Can breast MRI computer-aided detection (CAD) improve radiologist accuracy for lesions detected at MRI screening and recommended for biopsy in a high-risk population?

AIM To evaluate the sensitivity and specificity of magnetic resonance imaging (MRI) computer-aided detection (CAD) for breast MRI screen-detected lesions recommended for biopsy in a high-risk population. MATERIAL AND METHODS Fifty-six consecutive Breast Imaging Reporting and Data System (BI-RADS) 3-5 lesions with histopathological correlation [nine invasive cancers, 13 ductal carcinoma in situ (DCIS) and 34 benign] were retrospectively evaluated using a breast MRI CAD prototype (CAD-Gaea). CAD evaluation was performed separately and in consensus by two radiologists specializing in breast imaging, blinded to the histopathology. Thresholds of 50, 80, and 100% and delayed enhancement were independently assessed with CAD. Lesions were rated as malignant or benign according to threshold and delayed enhancement only and in combination.

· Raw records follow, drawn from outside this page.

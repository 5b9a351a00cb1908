//! Run settings loaded from TOML.
//!
//! Every field is optional. Missing run parameters fall back to the selected
//! problem's defaults when the settings are resolved.
//!
//! ```toml
//! problem = "custom"
//! rhs = "cos(t) - y"
//! exact = "0.5 * (sin(t) + cos(t)) + (y0 - 0.5) * exp(-t)"
//! tf = 6.28318
//! h = 0.1
//! rate = 1.0
//!
//! [visibility]
//! exact = true
//! euler = true
//! midpoint = false
//! ```

use std::{fs, path::Path};

use serde::Deserialize;
use thiserror::Error;

use crate::{
    catalog::{self, CUSTOM_ID, Defaults},
    params::RunParams,
    playback::DEFAULT_RATE,
    render::Visibility,
};

/// Settings for one session.
#[derive(Debug, Clone, PartialEq, Deserialize)]
#[serde(default, deny_unknown_fields)]
pub struct Settings {
    /// Catalog id or `"custom"`.
    pub problem: String,
    pub t0: Option<f64>,
    pub tf: Option<f64>,
    pub y0: Option<f64>,
    pub h: Option<f64>,

    /// Right-hand side for a custom problem.
    pub rhs: Option<String>,

    /// Exact solution for a custom problem.
    pub exact: Option<String>,

    /// Playback rate multiplier.
    pub rate: f64,

    pub visibility: Visibility,
}

/// Errors that can occur when loading or validating settings.
#[derive(Debug, Error)]
pub enum ConfigError {
    #[error("failed to read settings file: {0}")]
    Io(#[from] std::io::Error),

    #[error("failed to parse settings: {0}")]
    Parse(#[from] toml::de::Error),

    #[error("unknown problem `{0}`")]
    UnknownProblem(String),

    #[error("a custom problem needs a right-hand side")]
    MissingRhs,

    #[error("{0} must be finite")]
    NonFinite(&'static str),
}

impl Default for Settings {
    fn default() -> Self {
        Self {
            problem: catalog::all()
                .first()
                .map_or(CUSTOM_ID, |p| p.id)
                .to_owned(),
            t0: None,
            tf: None,
            y0: None,
            h: None,
            rhs: None,
            exact: None,
            rate: DEFAULT_RATE,
            visibility: Visibility::default(),
        }
    }
}

impl Settings {
    /// Parses settings from TOML text.
    ///
    /// # Errors
    ///
    /// Returns an error if the text is not valid settings TOML.
    pub fn from_toml(text: &str) -> Result<Self, ConfigError> {
        Ok(toml::from_str(text)?)
    }

    /// Reads settings from a TOML file.
    ///
    /// # Errors
    ///
    /// Returns an error if the file cannot be read or parsed.
    pub fn load(path: impl AsRef<Path>) -> Result<Self, ConfigError> {
        Self::from_toml(&fs::read_to_string(path)?)
    }

    /// Checks that the settings describe a runnable problem.
    ///
    /// Expressions are not compiled here; an invalid expression is reported
    /// when the run is attempted.
    ///
    /// # Errors
    ///
    /// Returns an error for an unknown problem id, a custom problem without a
    /// right-hand side, or a non-finite interval or initial value.
    pub fn validate(&self) -> Result<(), ConfigError> {
        if self.problem == CUSTOM_ID {
            if self.rhs.as_deref().is_none_or(|rhs| rhs.trim().is_empty()) {
                return Err(ConfigError::MissingRhs);
            }
        } else if catalog::get(&self.problem).is_none() {
            return Err(ConfigError::UnknownProblem(self.problem.clone()));
        }

        for (name, value) in [("t0", self.t0), ("tf", self.tf), ("y0", self.y0)] {
            if value.is_some_and(|v| !v.is_finite()) {
                return Err(ConfigError::NonFinite(name));
            }
        }

        Ok(())
    }

    /// Returns the defaults of the selected problem.
    ///
    /// # Errors
    ///
    /// Returns an error if the problem id is unknown.
    pub fn defaults(&self) -> Result<Defaults, ConfigError> {
        catalog::defaults(&self.problem)
            .ok_or_else(|| ConfigError::UnknownProblem(self.problem.clone()))
    }

    /// Resolves the run parameters, filling gaps from the problem defaults.
    ///
    /// # Errors
    ///
    /// Returns an error if the problem id is unknown.
    pub fn params(&self) -> Result<RunParams, ConfigError> {
        let d = self.defaults()?;
        Ok(RunParams::new(
            self.t0.unwrap_or(d.t0),
            self.tf.unwrap_or(d.tf),
            self.y0.unwrap_or(d.y0),
            self.h.unwrap_or(d.h),
            d.h,
        ))
    }
}

#[cfg(test)]
mod tests {
    use super::*;

    #[test]
    fn empty_file_selects_the_first_problem() {
        let settings = Settings::from_toml("").expect("valid");
        assert_eq!(settings.problem, "exp");
        assert_eq!(settings.rate, DEFAULT_RATE);
        assert_eq!(settings.visibility, Visibility::default());
        assert!(settings.validate().is_ok());

        let params = settings.params().expect("known problem");
        assert_eq!((params.t0, params.tf, params.y0, params.h), (0.0, 2.0, 1.0, 0.2));
    }

    #[test]
    fn file_values_override_defaults() {
        let settings = Settings::from_toml(
            r#"
            problem = "decay"
            tf = 4.0
            h = 0.5

            [visibility]
            exact = false
            "#,
        )
        .expect("valid");

        assert!(!settings.visibility.exact);
        assert!(settings.visibility.euler);

        let params = settings.params().expect("known problem");
        assert_eq!((params.t0, params.tf, params.y0, params.h), (0.0, 4.0, 1.0, 0.5));
    }

    #[test]
    fn custom_problem_needs_rhs() {
        let settings = Settings::from_toml(r#"problem = "custom""#).expect("valid");
        assert!(matches!(settings.validate(), Err(ConfigError::MissingRhs)));

        let settings =
            Settings::from_toml("problem = \"custom\"\nrhs = \"t * y\"").expect("valid");
        assert!(settings.validate().is_ok());
        let params = settings.params().expect("custom defaults");
        assert_eq!(params.h, 0.2);
    }

    #[test]
    fn unknown_problem_is_rejected() {
        let settings = Settings::from_toml(r#"problem = "lorenz""#).expect("valid");
        assert!(matches!(
            settings.validate(),
            Err(ConfigError::UnknownProblem(id)) if id == "lorenz"
        ));
        assert!(settings.params().is_err());
    }

    #[test]
    fn unknown_fields_are_rejected() {
        assert!(matches!(
            Settings::from_toml("steps = 10"),
            Err(ConfigError::Parse(_))
        ));
    }

    #[test]
    fn non_finite_values_are_rejected() {
        let settings = Settings::from_toml("y0 = nan").expect("toml allows nan");
        assert!(matches!(settings.validate(), Err(ConfigError::NonFinite("y0"))));
    }
}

Sensitivities, specificities, and negative predictive values (NPV) were determined for CAD assessments versus pathology. Initial MRI BI-RADS interpretation without CAD versus CAD assessments were compared using paired binary diagnostic tests. RESULTS Threshold levels for lesion enhancement were: 50% to include all malignant (and all benign) lesions; and 100% for all invasive cancer and high-grade DCIS. Combined use of threshold and enhancement patterns for CAD assessment was best (73% sensitivity, 56% specificity and 76% NPV for all cancer). Sensitivities and NPV were better for invasive cancer (100%/100%) than for all malignancies (54%/76%). Radiologists' MRI interpretation was more sensitive than CAD (p=0.05), but less specific (p=0.001) for cancer detection. CONCLUSION The breast MRI CAD system used could not improve the radiologists' accuracy for distinguishing all malignant from benign lesions, due to the poor sensitivity for DCIS detection.